Re: Adding REPACK [concurrently]

From: Antonin Houska <ah(at)cybertec(dot)at>
To: Alvaro Herrera <alvherre(at)alvh(dot)no-ip(dot)org>
Cc: Srinath Reddy Sadipiralla <srinath2133(at)gmail(dot)com>, Amit Kapila <amit(dot)kapila16(at)gmail(dot)com>, Mihail Nikalayeu <mihailnikalayeu(at)gmail(dot)com>, Matthias van de Meent <boekewurm+postgres(at)gmail(dot)com>, Pg Hackers <pgsql-hackers(at)lists(dot)postgresql(dot)org>, Robert Treat <rob(at)xzilla(dot)net>
Subject: Re: Adding REPACK [concurrently]
Date: 2026-04-06 09:03:44
Message-ID: 82004.1775466224@localhost
Views: Whole Thread | Raw Message | Download mbox | Resend email
Thread:
Lists: pgsql-hackers

Alvaro Herrera <alvherre(at)alvh(dot)no-ip(dot)org> wrote:

> So I've been trying to understand the "Introduce an option to make
> logical replication database specific." patch and I have to confess I
> just cannot.
>
> As far as I can read, the point is that if we reach
> SnapBuildProcessRunningXacts() when db_specific is true (which means
> standby_decode is called in an output plugin that has set
> need_shared_catalogs to false), _and_ we've not reached consistent state
> yet, then we'll call LogStandbySnapshot with our DB oid to emit a new
> xl_running_xacts message.

Right.

> So the WAL-decoding process emits WAL. I don't know if in normal
> conditions logical decoding processes emit WAL. If this is exceptional,
> I think we should add a comment.

Emitting WAL in logical decoding is not exceptional: SnapBuildWaitSnapshot()
already calls LogStandbySnapshot(), in order to get to the next phase.

> Now, this additional WAL message will be processed by all other
> processes decoding WAL. Perhaps it will ignored by most of them.

Right.
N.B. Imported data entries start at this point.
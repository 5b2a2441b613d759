//! Rate limiter trait for the code paths that call external providers.

use std::time::Duration;

use async_trait::async_trait;

use super::limiter::{Decision, RateLimiter};
use super::stats::ProviderStatistics;

/// Trait for rate limiter implementations.
///
/// Provider clients depend on this trait rather than on [`RateLimiter`] so they
/// can be tested against a stub. None of the operations perform I/O, and
/// dropping one of the futures before completion leaves the limiter unchanged.
#[async_trait]
pub trait RateLimiterBackend: Send + Sync {
    /// Decide whether a call to `provider` on behalf of `key` may proceed.
    async fn check(&self, key: &str, provider: &str) -> Decision;

    /// Report the outcome of a completed call.
    async fn record(&self, key: &str, provider: &str, success: bool, duration: Duration);

    /// Forget all history for a (provider, key) pair.
    async fn reset(&self, key: &str, provider: &str);

    /// Aggregate statistics for one provider, or all providers when `None`.
    async fn statistics(&self, provider: Option<&str>) -> ProviderStatistics;
}

#[async_trait]
impl RateLimiterBackend for RateLimiter {
    async fn check(&self, key: &str, provider: &str) -> Decision {
        RateLimiter::check(self, key, provider)
    }

    async fn record(&self, key: &str, provider: &str, success: bool, duration: Duration) {
        RateLimiter::record(self, key, provider, success, duration)
    }

    async fn reset(&self, key: &str, provider: &str) {
        RateLimiter::reset(self, key, provider)
    }

    async fn statistics(&self, provider: Option<&str>) -> ProviderStatistics {
        RateLimiter::statistics(self, provider)
    }
}
//! Error types for quotaguard.

use thiserror::Error;

/// Main error type for quotaguard operations.
///
/// None of these escape the admission path of [`crate::ratelimit::RateLimiter`];
/// they are logged there and converted into a permissive decision or a no-op.
#[derive(Error, Debug)]
pub enum QuotaGuardError {
    /// Configuration-related errors
    #[error("Configuration error: {0}")]
    Config(String),

    /// A provider policy that cannot be enforced
    #[error("Invalid policy for provider '{provider}': {reason}")]
    InvalidPolicy { provider: String, reason: String },

    /// A caller key that cannot address a window store
    #[error("Invalid caller key: {0}")]
    InvalidKey(String),

    /// Unexpected state while computing occupancy
    #[error("Internal fault: {0}")]
    InternalFault(String),

    /// I/O errors
    #[error("I/O error: {0}")]
    Io(#[from] std::io::Error),

    /// YAML parse errors
    #[error("YAML error: {0}")]
    Yaml(#[from] serde_yaml::Error),

    /// Layered configuration source errors
    #[error("Configuration source error: {0}")]
    Source(#[from] config::ConfigError),
}

/// Result type alias for quotaguard operations.
pub type Result<T> = std::result::Result<T, QuotaGuardError>;
//! Configuration management for quotaguard.

use serde::{Deserialize, Serialize};
use std::collections::HashMap;
use std::time::Duration;

use crate::error::{QuotaGuardError, Result};
use crate::ratelimit::PolicyConfig;

/// Prefix for environment variable overrides, e.g.
/// `QUOTAGUARD__JANITOR__SWEEP_INTERVAL_SECS=60`.
const ENV_PREFIX: &str = "QUOTAGUARD";

/// Main configuration for quotaguard.
#[derive(Debug, Clone, Default, Serialize, Deserialize)]
pub struct QuotaGuardConfig {
    /// Idle store reclamation
    #[serde(default)]
    pub janitor: JanitorConfig,

    /// Rate limiting configuration
    #[serde(default)]
    pub rate_limiting: RateLimitingConfig,
}

/// Janitor configuration.
#[derive(Debug, Clone, Serialize, Deserialize)]
pub struct JanitorConfig {
    /// How often idle window stores are swept
    #[serde(default = "default_sweep_interval")]
    pub sweep_interval_secs: u64,

    /// How long past its window a store must stay quiet before it is reclaimed
    #[serde(default = "default_idle_grace")]
    pub idle_grace_secs: u64,
}

impl Default for JanitorConfig {
    fn default() -> Self {
        Self {
            sweep_interval_secs: default_sweep_interval(),
            idle_grace_secs: default_idle_grace(),
        }
    }
}

impl JanitorConfig {
    pub fn sweep_interval(&self) -> Duration {
        Duration::from_secs(self.sweep_interval_secs.max(1))
    }

    pub fn idle_grace(&self) -> Duration {
        Duration::from_secs(self.idle_grace_secs)
    }
}

fn default_sweep_interval() -> u64 {
    300
}

fn default_idle_grace() -> u64 {
    300
}

/// Rate limiting configuration.
#[derive(Debug, Clone, Default, Serialize, Deserialize)]
pub struct RateLimitingConfig {
    /// Operator overrides keyed by provider name, merged over the built-in defaults
    #[serde(default)]
    pub providers: HashMap<String, PolicyConfig>,
}

impl QuotaGuardConfig {
    /// Load configuration from a YAML file.
    pub fn from_file(path: &str) -> Result<Self> {
        let contents = std::fs::read_to_string(path)?;
        Self::from_yaml(&contents)
    }

    /// Load configuration from a YAML string.
    pub fn from_yaml(yaml: &str) -> Result<Self> {
        serde_yaml::from_str(yaml)
            .map_err(|e| QuotaGuardError::Config(format!("Failed to parse configuration: {}", e)))
    }

    /// Load configuration from an optional file, then apply environment overrides.
    pub fn load(path: Option<&str>) -> Result<Self> {
        let mut builder = config::Config::builder();
        if let Some(path) = path {
            builder = builder.add_source(config::File::with_name(path).required(true));
        }

        let settings = builder
            .add_source(config::Environment::with_prefix(ENV_PREFIX).separator("__"))
            .build()?;

        Ok(settings.try_deserialize()?)
    }
}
That's one thing that I realized late yesterday, after having posted
the latest version of the patch. In SnapBuildProcessRunningXacts(), we need

if (OidIsValid(running->dbid))
return;

rather than

if (db_specific)
return;

because other backends can also generate their database-specific records.

> But
> most importantly, it will also reach back to ourselves, at which point
> we can hopefully use it to see that we might have reached consistent
> state within our database. Then we know our snapshot is ready to be
> used.
>
> Is this correct?

Yes.

> I think the reason it's safe to skip a lot of the processing caused by
> this additional process, is that xl_running_xacts messages are also
> emitted in other places in a non-database specific manner. So all the
> other placecs that are emitting that message continue to exist and
> cause logical-decoders operate in the same way as before.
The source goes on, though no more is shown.